Das Hugenottenhaus ist der Wahnsinn! Es ist ein Paradebeispiel für etwas, das andauernd übersehen wird. In unserer Gesellschaft geht es oftmals nur um Größe. So auch in Museen, wo durch immer mehr Millionen immer größere Ausstellungsräume entstehen und ich mich langsam frage, was das dann noch für einen Mehrwert hat. Das Hugenottenhaus zeigt nicht die Größe, auch wenn es viele Zimmer hat. Nein, es ist fragil, es ist verletzt. Wenn wir das auch in uns selbst sehen, kann das unser Herz öffnen und uns menschlich werden lassen. Dadurch, dass wir uns als Künstlerkuratoren verstehen und zusammen mit anderen Künstlern Projekte entwickeln, ist das die Besonderheit des Hugenottenhaus-Projektes.
Spielt dabei die Geschichte des Hauses eine Rolle für dich?
Die Geschichte des Hugenottenhauses interessiert uns brennend, wir verstehen uns allerdings nicht als eine Art Denkmalamt. Schon unsere erste Ausstellung mit dem Titel „Freie Zimmer“ lässt sich von der Historie oder der Bedeutung des Hauses nur schwer abkoppeln. Wir leben mit dem Haus, werden es in Zukunft aber auch sehr langsam verändern. Wir wollen alles andere als einen weiteren White Cube.
„Freie Zimmer“ war die erste Ausstellung im Hugenottenhaus. Welche Botschaft wolltet ihr damit vermitteln?
Es war Teil einer Trilogie. Freie Zimmer, bewegte Zimmer und Doppelzimmer. Speziell bei der ersten Ausstellung ging es darum, die Menschen daran zu erinnern, dass wir ein freies Land sind und das tun, was im Grundgesetz von uns erwartet wird, und zwar Menschen in Not zu helfen. Bei allen drei Projekten ging es nicht darum, einen White Cube zur Verfügung zu stellen. Stattdessen war unser Schwerpunkt die Wirkung von Kunst. Viele aus der Schwegler-Klasse hatten die Spezialität, raumbezogen zu arbeiten. Wir haben also probiert, immer mit dem Haus zu arbeiten und dadurch Projekte und Installationen zu realisieren, die aus Sicht der Künstler notwendig waren.
Eure Ausstellungen fanden auch während der Corona-Pandemie statt. Wie hast du als Kulturschaffender die Pandemie erlebt?

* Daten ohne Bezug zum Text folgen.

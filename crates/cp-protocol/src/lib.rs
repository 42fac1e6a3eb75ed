//! cp-protocol: Wire model for the CmdProxy HTTP API
//!
//! This crate defines the endpoints, request bodies and response bodies
//! exchanged with a CmdProxy server, plus the URL template used to reach them.

pub mod error;
pub mod message;
pub mod session;
pub mod url;

pub use error::ProtocolError;
pub use message::{
    CommandRequest, CommandResponse, ConnectResponse, ConnectTelnetRequest, API_VERSION,
    COMMAND_PARAM, SESSIONID_PARAM,
};
pub use session::SessionId;
pub use url::{build_url, ConnectionType, Endpoint};
//! CmdProxy test client
//!
//! Opens console or telnet sessions on a CmdProxy server, runs commands in
//! them and closes them, one action per invocation:
//! - connect / disconnect / command on an explicit session
//! - commandWithConnect for the whole round trip

use anyhow::{Context, Result};
use clap::Parser;
use tracing_subscriber::{layer::SubscriberExt, util::SubscriberInitExt};

use cmdproxy_cli::args::{Cli, Invocation};
use cmdproxy_cli::client::HttpClient;
use cmdproxy_cli::commands::{report_outcome, run_action};
use cp_core::config::load_client_config;

#[tokio::main]
async fn main() -> Result<()> {
    let cli = Cli::parse();

    // Setup logging based on verbosity
    let log_level = match (cli.quiet, cli.verbose) {
        (true, _) => "error",
        (false, 0) => "warn",
        (false, 1) => "info",
        (false, 2) => "debug",
        (false, _) => "trace",
    };

    tracing_subscriber::registry()
        .with(tracing_subscriber::EnvFilter::new(
            std::env::var("RUST_LOG").unwrap_or_else(|_| log_level.into()),
        ))
        .with(
            tracing_subscriber::fmt::layer()
                .with_target(false)
                .with_writer(std::io::stderr),
        )
        .init();

    let config = load_client_config(cli.config.as_deref()).with_context(|| match &cli.config {
        Some(path) => format!("Failed to load config from {:?}", path),
        None => "Failed to load default config".to_string(),
    })?;

    let invocation = Invocation::resolve(&cli, &config);
    tracing::debug!(
        action = %invocation.action,
        kind = %invocation.kind,
        host = %invocation.host,
        port = invocation.port,
        "Resolved invocation"
    );

    let client = HttpClient::new(&invocation.host, invocation.port, invocation.timeout)
        .context("Failed to build HTTP client")?;

    let outcome = run_action(&client, &invocation).await;
    let code = report_outcome(&outcome, invocation.action, invocation.failure_policy);
    if code != 0 {
        std::process::exit(code);
    }

    Ok(())
}
//! Core error types for the CmdProxy client

use cp_protocol::{Endpoint, ProtocolError};
use std::path::PathBuf;
use thiserror::Error;

/// Errors raised while talking to a CmdProxy server
#[derive(Error, Debug)]
pub enum ClientError {
    /// Connection refused, timeout, or any other transport failure
    #[error("HTTP request failed: {0}")]
    Transport(#[from] reqwest::Error),

    /// Server answered with something other than 200
    #[error("{endpoint} error. Status: {status}")]
    UnexpectedStatus { endpoint: Endpoint, status: u16 },

    /// Server answered 200 with an unusable body
    #[error("Protocol error: {0}")]
    Protocol(#[from] ProtocolError),

    /// An operation was started without an input it needs
    #[error("Missing required argument: {0}")]
    MissingArgument(&'static str),
}

/// Configuration-related errors
#[derive(Error, Debug)]
pub enum ConfigError {
    /// Config file not found
    #[error("Config file not found: {0}")]
    NotFound(PathBuf),

    /// Invalid configuration
    #[error("Invalid config: {0}")]
    Invalid(String),

    /// TOML parse error
    #[error("TOML parse error: {0}")]
    Parse(#[from] toml::de::Error),
}
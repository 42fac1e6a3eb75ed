//! Protocol error types

use thiserror::Error;

/// Errors that can occur while decoding server responses
#[derive(Error, Debug)]
pub enum ProtocolError {
    /// Body is not the JSON document we expected
    #[error("Malformed response body: {0}")]
    Decode(#[from] serde_json::Error),

    /// A field the client relies on is absent or empty
    #[error("Response is missing field `{0}`")]
    MissingField(&'static str),
}
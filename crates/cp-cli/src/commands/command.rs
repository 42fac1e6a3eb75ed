//! Command step

use cp_core::{ClientError, CmdProxyApi, CommandReply};
use cp_protocol::{CommandRequest, ConnectionType, SessionId};

use crate::output::{print_error, print_info};

/// Run a command in an open session and print the raw reply
pub async fn command_step<A>(
    api: &A,
    connection: ConnectionType,
    session_id: &SessionId,
    command: &str,
    command_id: Option<i64>,
) -> Result<CommandReply, ClientError>
where
    A: CmdProxyApi + ?Sized,
{
    print_info(&format!("{}/command", connection));
    print_info(&format!("exec command: \"{}\"", command));

    let request = CommandRequest {
        session_id: session_id.clone(),
        command_id,
        command: command.to_string(),
    };

    match api.command(connection, &request).await {
        Ok(reply) => {
            print_info(&format!(
                "{}/command Success. SessId: {}",
                connection, reply.response.session_id
            ));
            print_info(&format!("raw output: {}", reply.raw));
            Ok(reply)
        }
        Err(e) => {
            print_error(&format!("{}/command failed: {}", connection, e));
            Err(e)
        }
    }
}
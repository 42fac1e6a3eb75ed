//! cmdproxy-cli: Command-line client for a CmdProxy server
//!
//! Provides the `cmdproxy-test` binary, which opens console or telnet
//! sessions on a CmdProxy server, runs commands in them and closes them.

pub mod args;
pub mod client;
pub mod commands;
pub mod output;
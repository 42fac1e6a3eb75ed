//! Disconnect step

use cp_core::{ClientError, CmdProxyApi};
use cp_protocol::{ConnectionType, SessionId};

use crate::output::{print_error, print_info};

/// Close a session
pub async fn disconnect_step<A>(
    api: &A,
    connection: ConnectionType,
    session_id: &SessionId,
) -> Result<(), ClientError>
where
    A: CmdProxyApi + ?Sized,
{
    print_info(&format!("{}/disconnect", connection));

    match api.disconnect(connection, session_id).await {
        Ok(()) => {
            print_info(&format!(
                "{}/disconnect Success. SessId: {}",
                connection, session_id
            ));
            Ok(())
        }
        Err(e) => {
            print_error(&format!("{}/disconnect failed: {}", connection, e));
            Err(e)
        }
    }
}
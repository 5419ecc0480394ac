//! Spatial data structures for the wall
//!
//! This module contains:
//! - Wall dimension parsing
//! - The tri-state shape matrix and its parser

/// Wall width and height
pub mod dimensions;
/// Shape matrix and cell states
pub mod shape;

pub use dimensions::WallDimensions;
pub use shape::{Cell, WallShape};
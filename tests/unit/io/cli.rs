//! Tests for command-line parsing and run orchestration

#[cfg(test)]
mod tests {
    use brickwall::WallError;
    use brickwall::io::cli::{Cli, Outcome, WallChecker};
    use brickwall::io::configuration::{EXIT_DUPLICATE_BRICK_LENGTH, EXIT_MISSING_ARGUMENT};
    use clap::Parser;
    use std::fs;
    use std::path::{Path, PathBuf};
    use tempfile::TempDir;
    use tracing::Level;

    fn checker_for(path: &Path) -> WallChecker {
        let args = vec!["program", path.to_str().unwrap()];
        WallChecker::new(Cli::parse_from(args))
    }

    // Tests CLI parsing with only the input path
    // Verified by defaulting verbose to true
    #[test]
    fn test_cli_parse_minimal_args() {
        let cli = Cli::parse_from(vec!["program", "wall.txt"]);

        assert_eq!(cli.input, Some(PathBuf::from("wall.txt")));
        assert!(!cli.verbose);
        assert_eq!(cli.log_level(), Level::WARN);
    }

    // Tests verbose flag in short and long form
    // Verified by mapping verbose to INFO
    #[test]
    fn test_cli_verbose_flag() {
        let short = Cli::parse_from(vec!["program", "-v", "wall.txt"]);
        let long = Cli::parse_from(vec!["program", "wall.txt", "--verbose"]);

        assert!(short.verbose);
        assert!(long.verbose);
        assert_eq!(long.log_level(), Level::DEBUG);
    }

    // Tests a missing path parses and reports MissingArgument
    // Verified by making the input argument required
    #[test]
    fn test_missing_input_path() {
        let cli = Cli::try_parse_from(vec!["program"]).unwrap();
        assert_eq!(cli.input, None);

        let checker = WallChecker::new(cli);
        assert!(matches!(
            checker.input_path(),
            Err(WallError::MissingArgument)
        ));

        let outcome = Outcome::from_result(&checker.check());
        assert!(outcome.line.starts_with("ERROR: "));
        assert_eq!(outcome.exit_code, EXIT_MISSING_ARGUMENT);
    }

    // Tests a feasible wall renders as "yes" with exit code zero
    // Verified by inverting the report verdict
    #[test]
    fn test_check_feasible_wall() {
        let temp_dir = TempDir::new().unwrap();
        let path = temp_dir.path().join("wall.txt");
        fs::write(&path, "3 2\n111\n111\n1\n3 2\n").unwrap();

        let checker = checker_for(&path);
        let report = checker.check().unwrap();
        assert_eq!(report.bricks_placed(), 2);

        let outcome = Outcome::from_result(&Ok(report));
        assert_eq!(
            outcome,
            Outcome {
                line: "yes".to_string(),
                exit_code: 0
            }
        );
    }

    // Tests an infeasible wall still exits with code zero
    // Verified by returning a non-zero code for "no"
    #[test]
    fn test_check_infeasible_wall() {
        let temp_dir = TempDir::new().unwrap();
        let path = temp_dir.path().join("wall.txt");
        fs::write(&path, "4 1\n1111\n1\n3 1\n").unwrap();

        let outcome = Outcome::from_result(&checker_for(&path).check());
        assert_eq!(outcome.line, "no");
        assert_eq!(outcome.exit_code, 0);
    }

    // Tests input errors render with the ERROR prefix and their exit code
    // Verified by printing the error without prefix
    #[test]
    fn test_check_duplicate_length() {
        let temp_dir = TempDir::new().unwrap();
        let path = temp_dir.path().join("wall.txt");
        fs::write(&path, "4 1\n1111\n2\n3 1\n3 2\n").unwrap();

        let outcome = Outcome::from_result(&checker_for(&path).check());
        assert!(outcome.line.starts_with("ERROR: "));
        assert!(outcome.line.contains("length 3"));
        assert_eq!(outcome.exit_code, EXIT_DUPLICATE_BRICK_LENGTH);
    }
}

Mit oder ohne Corona lässt sich sagen, dass wir die letzten drei Jahre damit beschäftigt waren, das Hugenottenhaus-Projekt zu realisieren. Gerade fingen wir an, mehr und mehr als Kollektiv vor Ort zusammenzuarbeiten, da hat uns Corona einen Strich durch die Rechnung gemacht. Sehr belastet waren auch unsere Ausstellungen. Wir haben probiert, diesen Ausfall zu kompensieren durch Fotos, Videos etc. Aber das war natürlich auch ein riesiger Mehraufwand. Gerade Maren hat probiert, kleinere Konzerte und Lesungen stattfinden zu lassen. Da war die Kunstzone als eine Art Außenraum ein echter Glücksgriff.
Hast du dich während dieser Zeit, aber auch davor, genug unterstützt oder wertgeschätzt gefühlt?

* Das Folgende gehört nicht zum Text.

//! Line-oriented input reading and the full wall description pipeline
//!
//! The description is consumed strictly top to bottom: dimensions, shape rows,
//! sort count, inventory lines. Each stage either yields validated data or
//! fails the whole read.

use std::fs::File;
use std::io::{BufRead, BufReader, Cursor, ErrorKind, Lines};
use std::path::{Path, PathBuf};

use tracing::debug;

use crate::bricks::inventory::{BrickInventory, parse_inventory, parse_sort_count};
use crate::io::configuration::TOKEN_SEPARATOR;
use crate::io::error::{Result, WallError, malformed};
use crate::spatial::dimensions::parse_dimensions;
use crate::spatial::shape::{WallShape, parse_shape};

/// Label used for inputs that do not come from a file
const IN_MEMORY_ORIGIN: &str = "<memory>";

/// Sequential line source that tracks 1-based line numbers for diagnostics
pub struct LineReader<R> {
    lines: Lines<R>,
    origin: PathBuf,
    line_number: usize,
}

impl<R: BufRead> LineReader<R> {
    /// Wrap a buffered reader, naming its origin for I/O diagnostics
    pub fn new(reader: R, origin: impl Into<PathBuf>) -> Self {
        Self {
            lines: reader.lines(),
            origin: origin.into(),
            line_number: 0,
        }
    }

    /// Number of lines consumed so far
    pub const fn line_number(&self) -> usize {
        self.line_number
    }

    /// Line number the next read will report
    pub const fn next_line_number(&self) -> usize {
        self.line_number + 1
    }

    /// Read the next line, or `None` at end of input
    ///
    /// # Errors
    ///
    /// Returns [`WallError::Io`] if the underlying reader fails or the line
    /// is not valid UTF-8
    pub fn next_line(&mut self) -> Result<Option<String>> {
        match self.lines.next() {
            Some(Ok(line)) => {
                self.line_number += 1;
                Ok(Some(line))
            }
            Some(Err(source)) => Err(WallError::Io {
                path: self.origin.clone(),
                operation: "read",
                source,
            }),
            None => Ok(None),
        }
    }

    /// Read the next line, treating end of input as malformed
    ///
    /// # Errors
    ///
    /// Returns [`WallError::MalformedInput`] naming `expected` when the input
    /// has ended, or [`WallError::Io`] if reading fails
    pub fn require_line(&mut self, expected: &str) -> Result<String> {
        let line_number = self.next_line_number();
        self.next_line()?.ok_or_else(|| {
            malformed(
                line_number,
                format!("input ended where {expected} was expected"),
            )
        })
    }

    /// Skip blank lines and return the number of the first non-empty one, if any
    ///
    /// # Errors
    ///
    /// Returns [`WallError::Io`] if reading fails
    pub fn find_remaining_content(&mut self) -> Result<Option<usize>> {
        while let Some(line) = self.next_line()? {
            if !line.is_empty() {
                return Ok(Some(self.line_number));
            }
        }
        Ok(None)
    }
}

/// Split a line into exactly two tokens around a single separator
///
/// Leading, trailing or doubled separators yield `None`, as does any
/// count of tokens other than two.
pub fn split_pair(line: &str) -> Option<(&str, &str)> {
    let (first, second) = line.split_once(TOKEN_SEPARATOR)?;
    (!first.is_empty() && !second.is_empty() && !second.contains(TOKEN_SEPARATOR))
        .then_some((first, second))
}

/// Parse a decimal 32-bit signed integer token
pub fn parse_integer(token: &str) -> Option<i32> {
    token.parse::<i32>().ok()
}

/// Validated wall description ready for the filler
#[derive(Debug, Clone)]
pub struct WallInput {
    /// Cells that need bricks, row-major
    pub shape: WallShape,
    /// Available bricks, longest first
    pub inventory: BrickInventory,
}

impl WallInput {
    /// Read and validate a full description from a line source
    ///
    /// # Errors
    ///
    /// Returns the first validation or read error encountered; see
    /// [`WallError`] for the kinds
    pub fn parse<R: BufRead>(reader: &mut LineReader<R>) -> Result<Self> {
        let first_line = reader.require_line("wall width and height")?;
        let dimensions = parse_dimensions(&first_line, reader.line_number())?;
        debug!(
            width = dimensions.width,
            height = dimensions.height,
            "parsed wall dimensions"
        );

        let shape = parse_shape(reader, dimensions)?;
        debug!(
            cells_to_fill = shape.needs_brick_count(),
            "parsed wall shape"
        );

        let sort_count = parse_sort_count(reader)?;
        debug!(sort_count, "parsed count of brick sorts");

        let inventory = parse_inventory(reader, sort_count)?;
        debug!(
            sorts = inventory.len(),
            bricks = inventory.total_bricks(),
            "parsed brick inventory"
        );

        Ok(Self { shape, inventory })
    }

    /// Read and validate a description held in memory
    ///
    /// # Errors
    ///
    /// Same as [`WallInput::parse`]
    pub fn from_text(text: &str) -> Result<Self> {
        let mut reader = LineReader::new(Cursor::new(text), IN_MEMORY_ORIGIN);
        Self::parse(&mut reader)
    }

    /// Open a file and read a description from it
    ///
    /// # Errors
    ///
    /// Returns [`WallError::FileNotFound`] if the path is missing or a directory,
    /// [`WallError::Io`] if it cannot be opened or read, and otherwise the
    /// errors of [`WallInput::parse`]
    pub fn from_path(path: &Path) -> Result<Self> {
        let file = File::open(path).map_err(|source| {
            if source.kind() == ErrorKind::NotFound {
                WallError::FileNotFound {
                    path: path.to_path_buf(),
                }
            } else {
                WallError::Io {
                    path: path.to_path_buf(),
                    operation: "open",
                    source,
                }
            }
        })?;

        if file.metadata().is_ok_and(|metadata| metadata.is_dir()) {
            return Err(WallError::FileNotFound {
                path: path.to_path_buf(),
            });
        }

        let mut reader = LineReader::new(BufReader::new(file), path);
        Self::parse(&mut reader)
    }
}
//! Wall width and height from the first input line

use crate::io::configuration::{MIN_WALL_DIMENSION, UTF8_BOM};
use crate::io::error::{Result, malformed};
use crate::io::input::{parse_integer, split_pair};

/// Size of the wall's shape matrix
#[derive(Debug, Clone, Copy, PartialEq, Eq)]
pub struct WallDimensions {
    /// Cells per row
    pub width: usize,
    /// Number of rows
    pub height: usize,
}

impl WallDimensions {
    /// Total number of cells, if it fits in `usize`
    pub const fn cell_count(&self) -> Option<usize> {
        self.width.checked_mul(self.height)
    }
}

/// Parse `"<width> <height>"`, stripping a leading byte-order marker first
///
/// # Errors
///
/// Returns [`WallError::MalformedInput`](crate::WallError::MalformedInput) at
/// `line_number` if the line is not two space-separated tokens, either token
/// is not an integer, either value is below one, or the cell count overflows
pub fn parse_dimensions(line: &str, line_number: usize) -> Result<WallDimensions> {
    let line = line.strip_prefix(UTF8_BOM).unwrap_or(line);

    let (width_token, height_token) = split_pair(line).ok_or_else(|| {
        malformed(
            line_number,
            "wall width and height must be two positive integers separated by a single space",
        )
    })?;

    let (Some(width), Some(height)) = (parse_integer(width_token), parse_integer(height_token))
    else {
        return Err(malformed(
            line_number,
            "wall width and height must be integers",
        ));
    };

    if width < MIN_WALL_DIMENSION || height < MIN_WALL_DIMENSION {
        return Err(malformed(
            line_number,
            format!("wall width and height must be positive (got {width}x{height})"),
        ));
    }

    let dimensions = WallDimensions {
        width: width as usize,
        height: height as usize,
    };

    if dimensions.cell_count().is_none() {
        return Err(malformed(line_number, "wall has too many cells"));
    }

    Ok(dimensions)
}
/// Greedy brick placement over the wall shape
pub mod filler;
/// Yes/no outcome of a feasibility check
pub mod verdict;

Wir haben uns über jede Unterstützung gefreut und arbeiten mit dem Kulturamt gut zusammen. Jedoch ist die freie Szene eine unbezahlte. Wir müssen politisch endlich andere Anstrengungen unternehmen, da, wenn wir Gelder erhalten, die nicht tatsächlich bei uns landen, sondern z. B. in den Brandschutz investiert werden müssen. Eine solche Art von Förderung ist dann mehr Wirtschaft als Kulturförderung.
Im Dezember 2021 war die Künstlerin YiDahn zu Gast im Hugenottenhaus. Wie wird es weitergehen? Habt ihr aktuelle Projekte?

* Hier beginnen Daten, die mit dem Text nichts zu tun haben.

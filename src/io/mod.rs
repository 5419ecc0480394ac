/// Command-line interface and run orchestration
pub mod cli;
/// Format constants, output words and exit codes
pub mod configuration;
/// Error types
pub mod error;
/// Line reading and the full description pipeline
pub mod input;
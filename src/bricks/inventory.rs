//! Brick inventory: the declared sort count and the length/count lines
//!
//! Sorts are kept as an explicit sequence ordered by descending length, fixed
//! once at construction. The filler relies on that order.

use std::io::BufRead;

use crate::io::configuration::{
    MAX_BRICK_LENGTH, MIN_BRICK_COUNT, MIN_BRICK_LENGTH, MIN_COUNT_OF_BRICKS_SORTS,
};
use crate::io::error::{Result, WallError, malformed};
use crate::io::input::{LineReader, parse_integer, split_pair};

/// Bricks of one length and how many of them are available
#[derive(Debug, Clone, Copy, PartialEq, Eq)]
pub struct BrickSort {
    /// Brick length in cells
    pub length: u8,
    /// Number of bricks of this length
    pub count: u32,
}

impl BrickSort {
    /// Validate a raw (length, count) pair
    pub fn new(length: i32, count: i32) -> Option<Self> {
        if !(MIN_BRICK_LENGTH..=MAX_BRICK_LENGTH).contains(&length) || count < MIN_BRICK_COUNT {
            return None;
        }
        Some(Self {
            length: u8::try_from(length).ok()?,
            count: u32::try_from(count).ok()?,
        })
    }
}

/// Available bricks, one entry per distinct length, longest first
#[derive(Debug, Clone, Default, PartialEq, Eq)]
pub struct BrickInventory {
    sorts: Vec<BrickSort>,
}

impl BrickInventory {
    /// Build an inventory from sorts in any order
    ///
    /// # Errors
    ///
    /// Returns [`WallError::DuplicateBrickLength`] (reported at line 0) if
    /// two sorts share a length
    pub fn from_sorts(sorts: impl IntoIterator<Item = BrickSort>) -> Result<Self> {
        let mut inventory = Self::default();
        for sort in sorts {
            inventory.insert(sort, 0)?;
        }
        Ok(inventory)
    }

    fn insert(&mut self, sort: BrickSort, line: usize) -> Result<()> {
        // Descending by length; the search key is reversed to match
        match self
            .sorts
            .binary_search_by(|existing| sort.length.cmp(&existing.length))
        {
            Ok(_) => Err(WallError::DuplicateBrickLength {
                line,
                length: sort.length,
            }),
            Err(position) => {
                self.sorts.insert(position, sort);
                Ok(())
            }
        }
    }

    /// Sorts in descending length order
    pub fn iter(&self) -> impl Iterator<Item = &BrickSort> {
        self.sorts.iter()
    }

    /// Number of distinct brick lengths
    pub const fn len(&self) -> usize {
        self.sorts.len()
    }

    /// True when no sorts are present
    pub const fn is_empty(&self) -> bool {
        self.sorts.is_empty()
    }

    /// Total number of bricks across all lengths
    pub fn total_bricks(&self) -> u64 {
        self.sorts.iter().map(|sort| u64::from(sort.count)).sum()
    }
}

impl<'a> IntoIterator for &'a BrickInventory {
    type Item = &'a BrickSort;
    type IntoIter = std::slice::Iter<'a, BrickSort>;

    fn into_iter(self) -> Self::IntoIter {
        self.sorts.iter()
    }
}

/// Read the number of inventory lines that follow
///
/// # Errors
///
/// Returns [`WallError::MalformedInput`] if the line is missing, not an
/// integer, or below the minimum sort count
pub fn parse_sort_count<R: BufRead>(reader: &mut LineReader<R>) -> Result<usize> {
    let line = reader.require_line("the count of brick sorts")?;
    let line_number = reader.line_number();

    let count = parse_integer(&line)
        .ok_or_else(|| malformed(line_number, "count of brick sorts must be an integer"))?;

    if count < MIN_COUNT_OF_BRICKS_SORTS {
        return Err(malformed(
            line_number,
            format!("count of brick sorts must be at least {MIN_COUNT_OF_BRICKS_SORTS}"),
        ));
    }

    Ok(count as usize)
}

/// Read exactly `sort_count` inventory lines, then require that no content follows
///
/// # Errors
///
/// Returns [`WallError::MalformedInput`] for a missing line, a line that is
/// not two space-separated tokens, or values that are not integers in range;
/// [`WallError::DuplicateBrickLength`] for a repeated length; and
/// [`WallError::TooManyInventoryLines`] if non-empty input remains
pub fn parse_inventory<R: BufRead>(
    reader: &mut LineReader<R>,
    sort_count: usize,
) -> Result<BrickInventory> {
    let mut inventory = BrickInventory::default();

    for _ in 0..sort_count {
        let line = reader.require_line("a brick length and count")?;
        let line_number = reader.line_number();

        let (length_token, count_token) = split_pair(&line).ok_or_else(|| {
            malformed(
                line_number,
                "each line must contain two positive integers separated by a single space",
            )
        })?;

        // Non-numeric and out-of-range values share one message
        let sort = parse_integer(length_token)
            .zip(parse_integer(count_token))
            .and_then(|(length, count)| BrickSort::new(length, count))
            .ok_or_else(|| {
                malformed(
                    line_number,
                    format!(
                        "each line must contain two positive integers, \
                         brick length from {MIN_BRICK_LENGTH} to {MAX_BRICK_LENGTH}"
                    ),
                )
            })?;

        inventory.insert(sort, line_number)?;
    }

    if let Some(line) = reader.find_remaining_content()? {
        return Err(WallError::TooManyInventoryLines {
            line,
            declared: sort_count,
        });
    }

    Ok(inventory)
}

Ja, wir haben ein aktuelles Projekt. Wir sind aufgrund unserer Arbeit eingeladen, Partner der documenta fifteen zu sein. Das Projekt, das 2022 startet, heißt „Erste Hilfe: First Aid“. Dabei spielen wir mit der Frage: „Was kann Kunst für eine Hilfe leisten?“ Es wird eine Art Ausstellungsprojekt, wo die Perle Bar, das Hugenottenhaus und die Kunstzone auch wieder eine Rolle spielen werden.
Gibt es noch etwas, was du jungen Kunst- bzw. Kulturschaffenden mit auf dem Weg geben würdest?
Guck nicht zu früh auf das, was Galerien oder der Markt von dir verlangen, sondern erkunde dich so lange wie möglich selbst und nimm jede innere Regung ernst.